→ **Task details**
Among the records that follow, count the lines where "derive" appears, and state the count by itself.

━━━

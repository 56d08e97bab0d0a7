//! Queue view configuration.

use serde::{Deserialize, Serialize};

use crate::error::{DocketError, Result};
use crate::filter::{Facet, FilterCriteria};
use crate::item::DocumentType;
use crate::pagination::DEFAULT_PAGE_SIZE;
use crate::queue::TransitionPolicy;
use crate::vocabulary::Vocabulary;

/// Page size of the low-density template category view.
pub const TEMPLATE_PAGE_SIZE: usize = 4;

/// Configuration for one review dashboard.
#[derive(Debug, Clone, PartialEq, Eq, Serialize, Deserialize)]
#[serde(default)]
pub struct QueueConfig {
    /// Items per page.
    pub page_size: usize,

    /// Criteria applied when a session starts.
    pub initial_criteria: FilterCriteria,

    /// Document types shown by this view. `All` enables the type tabs.
    pub scope: Facet<DocumentType>,

    /// Optional transitions.
    pub policy: TransitionPolicy,

    /// Categories and display labels.
    pub vocabulary: Vocabulary,
}

impl Default for QueueConfig {
    fn default() -> Self {
        Self {
            page_size: DEFAULT_PAGE_SIZE,
            initial_criteria: FilterCriteria::default(),
            scope: Facet::All,
            policy: TransitionPolicy::default(),
            vocabulary: Vocabulary::default(),
        }
    }
}

impl QueueConfig {
    /// Low-density preset for template category listings.
    pub fn template_categories() -> Self {
        Self {
            page_size: TEMPLATE_PAGE_SIZE,
            ..Self::default()
        }
    }

    /// A view restricted to one document type.
    pub fn scoped(document_type: DocumentType) -> Self {
        Self {
            scope: Facet::Only(document_type),
            ..Self::default()
        }
    }

    /// Parse a JSON configuration; missing fields take their defaults.
    pub fn from_json(json: &str) -> Result<Self> {
        let config: Self = serde_json::from_str(json)?;
        config.validate()?;
        Ok(config)
    }

    pub fn with_page_size(mut self, page_size: usize) -> Self {
        self.page_size = page_size;
        self
    }

    pub fn with_criteria(mut self, criteria: FilterCriteria) -> Self {
        self.initial_criteria = criteria;
        self
    }

    pub fn with_policy(mut self, policy: TransitionPolicy) -> Self {
        self.policy = policy;
        self
    }

    pub fn with_vocabulary(mut self, vocabulary: Vocabulary) -> Self {
        self.vocabulary = vocabulary;
        self
    }

    pub fn validate(&self) -> Result<()> {
        if self.page_size == 0 {
            return Err(DocketError::Config("page_size must be at least 1".to_string()));
        }
        if let Some(category) = self.initial_criteria.category.value() {
            if !self.vocabulary.accepts_category(category) {
                return Err(DocketError::Config(format!(
                    "Initial category '{}' is not in the vocabulary",
                    category
                )));
            }
        }
        Ok(())
    }
}
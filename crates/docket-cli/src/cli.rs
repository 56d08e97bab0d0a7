//! CLI argument definitions using clap.

use clap::{Args, Parser, Subcommand};
use std::path::PathBuf;

use docket::RawCriteria;

/// Docket: review queue for machine-extracted documents
#[derive(Parser)]
#[command(name = "docket")]
#[command(version, about, long_about = None)]
#[command(propagate_version = true)]
pub struct Cli {
    #[command(subcommand)]
    pub command: Commands,

    /// Enable verbose output
    #[arg(short, long, global = true)]
    pub verbose: bool,

    /// Queue configuration file (JSON)
    #[arg(long, global = true, value_name = "FILE")]
    pub config: Option<PathBuf>,
}

/// Filter options shared by `list` and `batch`.
#[derive(Args, Debug, Clone, Default)]
pub struct FilterArgs {
    /// Case-insensitive search in title, submitter and reviewer
    #[arg(short, long)]
    pub search: Option<String>,

    /// Category (or "all")
    #[arg(short, long)]
    pub category: Option<String>,

    /// Priority: high, medium, low (or "all")
    #[arg(short, long)]
    pub priority: Option<String>,

    /// Document type: legal-text, procedure (or "all")
    #[arg(short = 't', long = "type")]
    pub document_type: Option<String>,

    /// Status: pending, under_review, approved, needs_revision, rejected (or "all")
    #[arg(long)]
    pub status: Option<String>,
}

impl FilterArgs {
    pub fn to_raw(&self) -> RawCriteria {
        RawCriteria {
            search: self.search.clone(),
            category: self.category.clone(),
            priority: self.priority.clone(),
            document_type: self.document_type.clone(),
            status: self.status.clone(),
        }
    }
}

#[derive(Subcommand)]
pub enum Commands {
    /// Show queue statistics and facet counts
    Status {
        /// Path to queue file
        #[arg(value_name = "QUEUE")]
        file: PathBuf,

        /// Output as JSON
        #[arg(long)]
        json: bool,
    },

    /// List items matching filters, one page at a time
    List {
        /// Path to queue file
        #[arg(value_name = "QUEUE")]
        file: PathBuf,

        #[command(flatten)]
        filters: FilterArgs,

        /// Page number (1-based, clamped to the last page)
        #[arg(long, default_value = "1")]
        page: usize,

        /// Items per page (default from config)
        #[arg(long)]
        page_size: Option<usize>,

        /// Output as JSON
        #[arg(long)]
        json: bool,
    },

    /// Show one item in detail
    Show {
        /// Path to queue file
        #[arg(value_name = "QUEUE")]
        file: PathBuf,

        /// Item id
        id: String,

        /// Output as JSON
        #[arg(long)]
        json: bool,
    },

    /// Approve a pending or under-review item
    Approve {
        /// Path to queue file
        #[arg(value_name = "QUEUE")]
        file: PathBuf,

        /// Item id
        id: String,

        /// Optional approval comment
        #[arg(long)]
        comment: Option<String>,

        /// Reviewer name
        #[arg(long)]
        user: Option<String>,
    },

    /// Reject a pending item
    Reject {
        /// Path to queue file
        #[arg(value_name = "QUEUE")]
        file: PathBuf,

        /// Item id
        id: String,

        /// Rejection reason (required)
        #[arg(long)]
        reason: String,

        /// Reviewer name
        #[arg(long)]
        user: Option<String>,
    },

    /// Put a pending item under review
    Assign {
        /// Path to queue file
        #[arg(value_name = "QUEUE")]
        file: PathBuf,

        /// Item id
        id: String,

        /// Reviewer in charge
        #[arg(long)]
        reviewer: String,
    },

    /// Send an item under review back for corrections
    Revise {
        /// Path to queue file
        #[arg(value_name = "QUEUE")]
        file: PathBuf,

        /// Item id
        id: String,

        /// What needs correcting
        #[arg(long)]
        notes: String,
    },

    /// Return a revised item to pending
    Resubmit {
        /// Path to queue file
        #[arg(value_name = "QUEUE")]
        file: PathBuf,

        /// Item id
        id: String,
    },

    /// Batch approve or reject pending items
    Batch {
        /// Path to queue file
        #[arg(value_name = "QUEUE")]
        file: PathBuf,

        /// Approve items (cannot use with --reject)
        #[arg(long, conflicts_with = "reject")]
        approve: bool,

        /// Reject items (cannot use with --approve)
        #[arg(long, conflicts_with = "approve")]
        reject: bool,

        #[command(flatten)]
        filters: FilterArgs,

        /// Act on every pending item
        #[arg(long)]
        all: bool,

        /// Rejection reason
        #[arg(long, default_value = "Batch rejected")]
        reason: String,

        /// Reviewer name for the decisions
        #[arg(long, default_value = "batch")]
        user: String,
    },

    /// Show the transition audit trail
    History {
        /// Path to queue file
        #[arg(value_name = "QUEUE")]
        file: PathBuf,

        /// Only this item
        id: Option<String>,

        /// Read a backup instead of the current file (0 = newest)
        #[arg(long, value_name = "N")]
        backup: Option<usize>,

        /// Output as JSON
        #[arg(long)]
        json: bool,
    },
}
//! Error types for the request pipeline.
//!
//! # Design
//! One variant per stage that can fail: URL parsing, body encoding, the
//! transport round-trip, and response decoding. Variants raised after a
//! response arrived keep the raw status (and, for decode failures, an excerpt
//! of the body) so a failed call can be diagnosed from the error alone.

use thiserror::Error;

/// Failure reported by a `Transport` implementation.
pub type TransportError = Box<dyn std::error::Error + Send + Sync + 'static>;

/// Errors returned by `Session` operations.
#[derive(Debug, Error)]
pub enum RestError {
    /// The resource URL does not parse as an absolute URL.
    #[error("malformed URL {url:?}: {reason}")]
    MalformedUrl { url: String, reason: String },

    /// The transport failed before a response was received.
    #[error("transport failed: {0}")]
    Transport(#[source] TransportError),

    /// The response body is not valid JSON or does not match the expected
    /// shape.
    #[error("failed to decode response (HTTP {status}): {diagnostic}; body: {body}")]
    Decode {
        diagnostic: String,
        status: u16,
        body: String,
    },

    /// The transport succeeded but the response carried no body.
    #[error("response had no body (HTTP {status})")]
    EmptyResponse { status: u16 },

    /// The request parameters could not be encoded as JSON.
    #[error("serialization failed: {0}")]
    Serialization(String),
}

impl RestError {
    /// The HTTP status of the response, when one was received.
    pub fn status(&self) -> Option<u16> {
        match self {
            RestError::Decode { status, .. } | RestError::EmptyResponse { status } => {
                Some(*status)
            }
            _ => None,
        }
    }
}
//! Typed JSON-over-HTTP requests with a pluggable transport.
//!
//! # Overview
//! A `Resource<T>` describes one endpoint call: URL, JSON parameters and
//! headers, tagged with the type `T` the response decodes into. A `Session`
//! turns a resource and a verb into an `HttpRequest`, hands it to a
//! `Transport`, and decodes the `HttpResponse` into `T`.
//!
//! # Design
//! - `Session` is stateless. It holds a shared transport and a
//!   `SessionConfig`, so one session can serve any number of concurrent
//!   requests.
//! - Building and decoding are synchronous and public (`build_request`,
//!   `parse_response`); only the transport round-trip is async.
//! - Every failure, including a malformed URL or an undecodable body, comes
//!   back as a `RestError` through the same future or callback as success.
//! - The `ureq` feature (on by default) provides `UreqTransport`.

pub mod codec;
pub mod config;
pub mod error;
pub mod http;
pub mod resource;
pub mod session;
pub mod transport;

pub use codec::{decode_body, encode_body};
pub use config::SessionConfig;
pub use error::{RestError, TransportError};
pub use http::{HttpMethod, HttpRequest, HttpResponse};
pub use resource::Resource;
pub use session::Session;
pub use tokio_util::sync::CancellationToken;
pub use transport::Transport;
#[cfg(feature = "ureq")]
pub use transport::ureq::UreqTransport;
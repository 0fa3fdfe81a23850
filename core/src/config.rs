//! Session configuration.
//!
//! Defaults work for most callers. The struct deserializes with every field
//! optional so it can be embedded in a host application's config file, and
//! `from_env` reads the same knobs from the process environment.

use serde::Deserialize;

pub const ERROR_BODY_LIMIT_VAR: &str = "REST_ENGINE_ERROR_BODY_LIMIT";
pub const JSON_CONTENT_TYPE_VAR: &str = "REST_ENGINE_JSON_CONTENT_TYPE";

#[derive(Debug, Clone, PartialEq, Eq, Deserialize)]
#[serde(default)]
pub struct SessionConfig {
    /// Maximum number of response body bytes echoed into a decode error.
    pub error_body_limit: usize,
    /// Add `content-type: application/json` to POST/PUT requests that do not
    /// set a content type themselves.
    pub json_content_type: bool,
}

impl Default for SessionConfig {
    fn default() -> Self {
        Self {
            error_body_limit: 1024,
            json_content_type: true,
        }
    }
}

impl SessionConfig {
    /// Read overrides from the environment. Unset or unparsable values keep
    /// the default.
    ///
    /// `Session::default()` uses this. Sessions over other transports take it
    /// through `Session::with_config`.
    pub fn from_env() -> Self {
        Self::from_lookup(|key| std::env::var(key).ok())
    }

    fn from_lookup(lookup: impl Fn(&str) -> Option<String>) -> Self {
        let mut config = Self::default();
        if let Some(raw) = lookup(ERROR_BODY_LIMIT_VAR) {
            match raw.trim().parse() {
                Ok(limit) => config.error_body_limit = limit,
                Err(e) => tracing::warn!(var = ERROR_BODY_LIMIT_VAR, %raw, error = %e, "ignoring invalid value"),
            }
        }
        if let Some(raw) = lookup(JSON_CONTENT_TYPE_VAR) {
            match raw.trim().parse() {
                Ok(flag) => config.json_content_type = flag,
                Err(e) => tracing::warn!(var = JSON_CONTENT_TYPE_VAR, %raw, error = %e, "ignoring invalid value"),
            }
        }
        config
    }
}

#[cfg(test)]
mod tests {
    use super::*;
    use std::collections::HashMap;

    fn lookup(vars: &[(&str, &str)]) -> impl Fn(&str) -> Option<String> {
        let vars: HashMap<String, String> = vars
            .iter()
            .map(|(k, v)| (k.to_string(), v.to_string()))
            .collect();
        move |key| vars.get(key).cloned()
    }

    #[test]
    fn deserializes_partial_config() {
        let config: SessionConfig = serde_json::from_str(r#"{"error_body_limit": 64}"#).unwrap();
        assert_eq!(config.error_body_limit, 64);
        assert!(config.json_content_type);
    }

    #[test]
    fn env_overrides_defaults() {
        let config = SessionConfig::from_lookup(lookup(&[
            (ERROR_BODY_LIMIT_VAR, "256"),
            (JSON_CONTENT_TYPE_VAR, "false"),
        ]));
        assert_eq!(config.error_body_limit, 256);
        assert!(!config.json_content_type);
    }

    #[test]
    fn invalid_env_values_keep_defaults() {
        let config = SessionConfig::from_lookup(lookup(&[
            (ERROR_BODY_LIMIT_VAR, "lots"),
            (JSON_CONTENT_TYPE_VAR, "maybe"),
        ]));
        assert_eq!(config, SessionConfig::default());
    }
}
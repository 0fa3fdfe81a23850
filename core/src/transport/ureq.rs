//! `Transport` backed by a blocking `ureq` agent.
//!
//! Each call runs on tokio's blocking pool so the calling task never blocks.
//! Dropping the returned future detaches the blocking call; it is not aborted.
//! Response bodies are read in full with no size cap, overriding ureq's
//! default read limit. A body attached to a GET request is not sent.

use async_trait::async_trait;
use tokio::task;

use super::Transport;
use crate::error::TransportError;
use crate::http::{HttpMethod, HttpRequest, HttpResponse};

#[derive(Debug, Clone)]
pub struct UreqTransport {
    agent: ::ureq::Agent,
}

impl UreqTransport {
    /// Wrap an existing agent. The agent should be configured with
    /// `http_status_as_error(false)`, otherwise 4xx/5xx responses surface as
    /// transport errors instead of data.
    pub fn new(agent: ::ureq::Agent) -> Self {
        Self { agent }
    }
}

impl Default for UreqTransport {
    fn default() -> Self {
        let agent = ::ureq::Agent::config_builder()
            .http_status_as_error(false)
            .build()
            .new_agent();
        Self::new(agent)
    }
}

#[async_trait]
impl Transport for UreqTransport {
    async fn execute(&self, request: HttpRequest) -> Result<HttpResponse, TransportError> {
        let agent = self.agent.clone();
        task::spawn_blocking(move || execute_blocking(&agent, request))
            .await?
            .map_err(Into::into)
    }
}

fn execute_blocking(
    agent: &::ureq::Agent,
    request: HttpRequest,
) -> Result<HttpResponse, ::ureq::Error> {
    let HttpRequest {
        method,
        url,
        headers,
        body,
    } = request;
    let url = url.as_str();

    if method == HttpMethod::Get && body.is_some() {
        tracing::debug!(%url, "GET request body is not sent");
    }

    let mut response = match (method, body) {
        (HttpMethod::Get, _) => with_headers(agent.get(url), &headers).call(),
        (HttpMethod::Post, Some(body)) => with_headers(agent.post(url), &headers).send(body),
        (HttpMethod::Post, None) => with_headers(agent.post(url), &headers).send_empty(),
        (HttpMethod::Put, Some(body)) => with_headers(agent.put(url), &headers).send(body),
        (HttpMethod::Put, None) => with_headers(agent.put(url), &headers).send_empty(),
    }?;

    let status = response.status().as_u16();
    let headers = response
        .headers()
        .iter()
        .filter_map(|(name, value)| {
            value
                .to_str()
                .ok()
                .map(|value| (name.as_str().to_string(), value.to_string()))
        })
        .collect();
    let body = response
        .body_mut()
        .with_config()
        .limit(u64::MAX)
        .read_to_vec()?;

    Ok(HttpResponse {
        status,
        headers,
        body: (!body.is_empty()).then_some(body),
    })
}

fn with_headers<B>(
    mut builder: ::ureq::RequestBuilder<B>,
    headers: &[(String, String)],
) -> ::ureq::RequestBuilder<B> {
    for (name, value) in headers {
        builder = builder.header(name.as_str(), value.as_str());
    }
    builder
}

━━━

→ **Solution to this exercise**
7